Author Richard Koch, in one of my favorite books, The 80/20 Principle, says
Everyone can achieve something significant. The key is not effort, but finding the right thing to achieve. You are hugely more productive at some things than at others, but dilute the effectiveness of this by doing too many things where your comparative skill is nowhere near as good.
High school is a place to try things. I’m glad I tried wrestling, and I’m glad I found out it wasn’t for me.
In college, you try more things, and find your career path, or at least a place to start.
In law school, and your first legal jobs, you narrow things down further.
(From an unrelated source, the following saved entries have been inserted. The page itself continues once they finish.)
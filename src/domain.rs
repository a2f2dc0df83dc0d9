use std::collections::HashSet;

use fnv::FnvHashSet;
use itertools::iproduct;
use log::{trace, warn};

use crate::data::{
    Assignment, AssignmentId, Instructor, LectureId, Room, SchedulingInput, Timeslot,
};
use crate::error::ScheduleError;

/// Days used when a spec leaves its day restriction empty.
const ALL_DAYS: [&str; 5] = ["Mon", "Tue", "Wed", "Thu", "Fri"];

/// Time ranges used when a spec leaves its time restriction empty.
const ALL_TIMES: [&str; 3] = ["10-12", "12-14", "14-16"];

/// A fully constructed timetabling problem: interned entities, the
/// assignment universe, and each lecture's initial candidate domain.
///
/// Entities are immutable once built; solving never touches this struct.
#[derive(Debug, Clone)]
pub struct TimetableProblem {
    pub lectures: Vec<String>,
    pub instructors: Vec<Instructor>,
    pub rooms: Vec<Room>,
    pub timeslots: Vec<Timeslot>,
    /// Every (instructor, room, timeslot) triple where both parties are
    /// available at the timeslot, independent of any lecture.
    pub universe: Vec<Assignment>,
    /// Per lecture, the universe members satisfying its capability
    /// constraints. Never empty: construction fails instead.
    pub initial_domains: Vec<FnvHashSet<AssignmentId>>,
    pub max_lectures_per_instructor: u32,
}

impl TimetableProblem {
    /// Builds the problem from input records.
    ///
    /// Fails with [`ScheduleError::Infeasible`] if some lecture has no
    /// candidate assignment at all, so a hopeless instance is rejected
    /// before any search step runs.
    pub fn build(input: &SchedulingInput) -> Result<Self, ScheduleError> {
        let lectures = dedup_lectures(&input.lectures);

        let timeslots = input
            .timeslots
            .iter()
            .map(|spec| parse_timeslot(spec))
            .collect::<Result<Vec<_>, _>>()?;

        let known: HashSet<&str> = lectures.iter().map(String::as_str).collect();

        let mut instructors = Vec::with_capacity(input.instructors.len());
        for spec in &input.instructors {
            warn_unknown_lectures(&format!("instructor '{}'", spec.name), &spec.lectures, &known);
            instructors.push(Instructor::new(
                spec.name.clone(),
                spec.lectures.iter().cloned().collect(),
                expand_availability(&spec.days, &spec.times)?,
            ));
        }

        let mut rooms = Vec::with_capacity(input.rooms.len());
        for spec in &input.rooms {
            warn_unknown_lectures(&format!("room {}", spec.number), &spec.lectures, &known);
            rooms.push(Room::new(
                spec.number,
                spec.lectures.iter().cloned().collect(),
                expand_availability(&spec.days, &spec.times)?,
            ));
        }

        let universe: Vec<Assignment> =
            iproduct!(0..instructors.len(), 0..rooms.len(), 0..timeslots.len())
                .filter(|&(i, r, t)| {
                    instructors[i].can_teach_at(&timeslots[t]) && rooms[r].can_use_at(&timeslots[t])
                })
                .map(|(instructor, room, timeslot)| Assignment {
                    instructor,
                    room,
                    timeslot,
                })
                .collect();
        trace!(
            "assignment universe holds {} of {} possible (instructor, room, timeslot) triples",
            universe.len(),
            instructors.len() * rooms.len() * timeslots.len()
        );

        let mut problem = TimetableProblem {
            lectures,
            instructors,
            rooms,
            timeslots,
            universe,
            initial_domains: Vec::new(),
            max_lectures_per_instructor: input.max_lectures_per_instructor,
        };

        let mut initial_domains = Vec::with_capacity(problem.lectures.len());
        for lecture in 0..problem.lectures.len() {
            let domain: FnvHashSet<AssignmentId> = (0..problem.universe.len())
                .filter(|&id| problem.satisfies(id, lecture))
                .collect();
            if domain.is_empty() {
                return Err(ScheduleError::Infeasible(format!(
                    "lecture '{}' has no possible (instructor, room, timeslot) assignment",
                    problem.lectures[lecture]
                )));
            }
            initial_domains.push(domain);
        }
        problem.initial_domains = initial_domains;

        Ok(problem)
    }

    /// Whether the assignment's instructor can teach and its room can host
    /// the lecture.
    pub fn satisfies(&self, assignment: AssignmentId, lecture: LectureId) -> bool {
        let a = &self.universe[assignment];
        let name = &self.lectures[lecture];
        self.instructors[a.instructor].can_teach(name) && self.rooms[a.room].can_host(name)
    }
}

/// Deduplicates lecture names, keeping first occurrences in input order.
fn dedup_lectures(names: &[String]) -> Vec<String> {
    let mut seen = HashSet::new();
    let mut lectures = Vec::with_capacity(names.len());
    for name in names {
        if seen.insert(name.as_str()) {
            lectures.push(name.clone());
        } else {
            warn!("lecture '{name}' specified more than once, ignoring the repeat");
        }
    }
    lectures
}

fn warn_unknown_lectures(owner: &str, listed: &[String], known: &HashSet<&str>) {
    for name in listed {
        if !known.contains(name.as_str()) {
            warn!("{owner} lists unknown lecture '{name}'");
        }
    }
}

/// Parses a global timeslot spec of the form `"Mon 10-12"`.
fn parse_timeslot(spec: &str) -> Result<Timeslot, ScheduleError> {
    let malformed = || ScheduleError::InvalidTimeslot(spec.to_string());
    let (day, range) = spec.trim().split_once(' ').ok_or_else(malformed)?;
    let (start, end) = range.split_once('-').ok_or_else(malformed)?;
    if day.is_empty() || start.is_empty() || end.is_empty() {
        return Err(malformed());
    }
    Ok(Timeslot {
        day: day.to_string(),
        start: start.to_string(),
        end: end.to_string(),
    })
}

/// Materializes an availability set from day and time restriction lists.
///
/// An empty list means "no restriction" and expands to the canonical
/// weekday/time grid. The grid is independent of the global timeslot list:
/// a defaulted entity is only ever available on the canonical slots, even
/// when the global list names others.
fn expand_availability(days: &[String], times: &[String]) -> Result<HashSet<Timeslot>, ScheduleError> {
    let days: Vec<&str> = if days.is_empty() {
        ALL_DAYS.to_vec()
    } else {
        days.iter().map(String::as_str).collect()
    };
    let times: Vec<&str> = if times.is_empty() {
        ALL_TIMES.to_vec()
    } else {
        times.iter().map(String::as_str).collect()
    };

    iproduct!(days.iter(), times.iter())
        .map(|(day, range)| {
            let (start, end) = range
                .split_once('-')
                .ok_or_else(|| ScheduleError::InvalidTimeRange(range.to_string()))?;
            Ok(Timeslot {
                day: day.to_string(),
                start: start.to_string(),
                end: end.to_string(),
            })
        })
        .collect()
}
You find the practice areas that appeal to you, and the ones that don’t.
When you start your own practice, you learn more about what you’re good at. Or you find out that practicing law isn’t for you and you move onto something else.
If you’re lucky, you find your “thing” early in life. You find what you love and do best and eliminate the rest.
But the quest doesn’t end with the choice of careers. You try different partners, employees, and office locations. You try different niche markets, and different marketing techniques, continually searching for things where you are “hugely more productive”.
If you get it right, you are happy and successful. Things click for you because you’ve found the right path. If not, you keep looking.
I’m glad I found the right path. Because God knows, at my age, I would not look good in tights.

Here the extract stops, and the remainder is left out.